Stored data

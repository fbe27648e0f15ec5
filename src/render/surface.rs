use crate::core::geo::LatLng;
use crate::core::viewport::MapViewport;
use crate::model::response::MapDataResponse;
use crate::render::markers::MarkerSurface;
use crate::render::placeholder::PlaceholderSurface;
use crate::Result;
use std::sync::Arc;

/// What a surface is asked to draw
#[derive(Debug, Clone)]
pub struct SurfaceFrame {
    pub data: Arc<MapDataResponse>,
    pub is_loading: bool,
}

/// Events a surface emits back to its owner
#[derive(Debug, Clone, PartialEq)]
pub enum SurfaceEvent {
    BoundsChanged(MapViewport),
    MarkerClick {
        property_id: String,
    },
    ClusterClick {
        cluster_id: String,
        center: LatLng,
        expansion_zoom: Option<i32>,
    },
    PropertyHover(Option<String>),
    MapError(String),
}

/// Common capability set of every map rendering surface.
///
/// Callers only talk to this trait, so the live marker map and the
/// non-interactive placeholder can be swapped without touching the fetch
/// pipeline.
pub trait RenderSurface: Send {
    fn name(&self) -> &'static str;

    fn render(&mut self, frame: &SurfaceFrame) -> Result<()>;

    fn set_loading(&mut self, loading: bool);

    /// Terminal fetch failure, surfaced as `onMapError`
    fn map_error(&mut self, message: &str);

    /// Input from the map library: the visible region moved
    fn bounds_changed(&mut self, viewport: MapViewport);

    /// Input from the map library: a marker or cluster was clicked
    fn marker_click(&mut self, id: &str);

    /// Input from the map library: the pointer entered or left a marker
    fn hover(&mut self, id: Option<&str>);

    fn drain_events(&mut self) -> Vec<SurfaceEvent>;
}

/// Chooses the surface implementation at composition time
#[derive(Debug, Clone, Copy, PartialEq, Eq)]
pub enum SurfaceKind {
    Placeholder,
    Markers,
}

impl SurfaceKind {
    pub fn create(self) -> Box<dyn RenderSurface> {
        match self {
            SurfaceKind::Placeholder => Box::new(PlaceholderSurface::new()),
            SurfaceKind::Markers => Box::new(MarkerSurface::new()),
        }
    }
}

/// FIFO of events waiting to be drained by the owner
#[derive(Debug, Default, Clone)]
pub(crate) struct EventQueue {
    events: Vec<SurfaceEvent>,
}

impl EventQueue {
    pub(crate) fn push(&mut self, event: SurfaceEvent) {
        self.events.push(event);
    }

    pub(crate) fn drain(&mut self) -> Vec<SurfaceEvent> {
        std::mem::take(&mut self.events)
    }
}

--

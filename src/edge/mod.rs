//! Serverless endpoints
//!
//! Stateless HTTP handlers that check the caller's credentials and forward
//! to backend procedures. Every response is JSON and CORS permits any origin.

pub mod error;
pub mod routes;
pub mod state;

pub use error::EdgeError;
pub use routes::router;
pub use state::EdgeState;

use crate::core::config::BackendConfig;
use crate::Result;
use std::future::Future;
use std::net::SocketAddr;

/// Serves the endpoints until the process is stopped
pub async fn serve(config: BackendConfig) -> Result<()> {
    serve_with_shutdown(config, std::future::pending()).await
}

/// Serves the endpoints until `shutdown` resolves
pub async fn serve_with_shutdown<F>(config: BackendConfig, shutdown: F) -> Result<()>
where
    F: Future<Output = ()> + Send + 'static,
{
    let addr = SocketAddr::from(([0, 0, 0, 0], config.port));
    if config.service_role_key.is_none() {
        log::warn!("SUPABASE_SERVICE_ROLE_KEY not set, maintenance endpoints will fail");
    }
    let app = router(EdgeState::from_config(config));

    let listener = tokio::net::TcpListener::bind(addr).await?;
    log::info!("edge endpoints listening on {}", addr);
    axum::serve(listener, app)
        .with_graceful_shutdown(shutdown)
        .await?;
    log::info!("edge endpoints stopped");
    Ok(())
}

### Work request
Copy out each line of the entries that holds "crate".

### Answer space
use crate::core::geo::LatLng;
use crate::core::viewport::MapViewport;
use crate::model::response::MapDataResponse;
use crate::render::markers::MarkerSurface;
use crate::render::placeholder::PlaceholderSurface;
use crate::Result;
pub(crate) struct EventQueue {
    pub(crate) fn push(&mut self, event: SurfaceEvent) {
    pub(crate) fn drain(&mut self) -> Vec<SurfaceEvent> {
use crate::core::config::BackendConfig;
use crate::Result;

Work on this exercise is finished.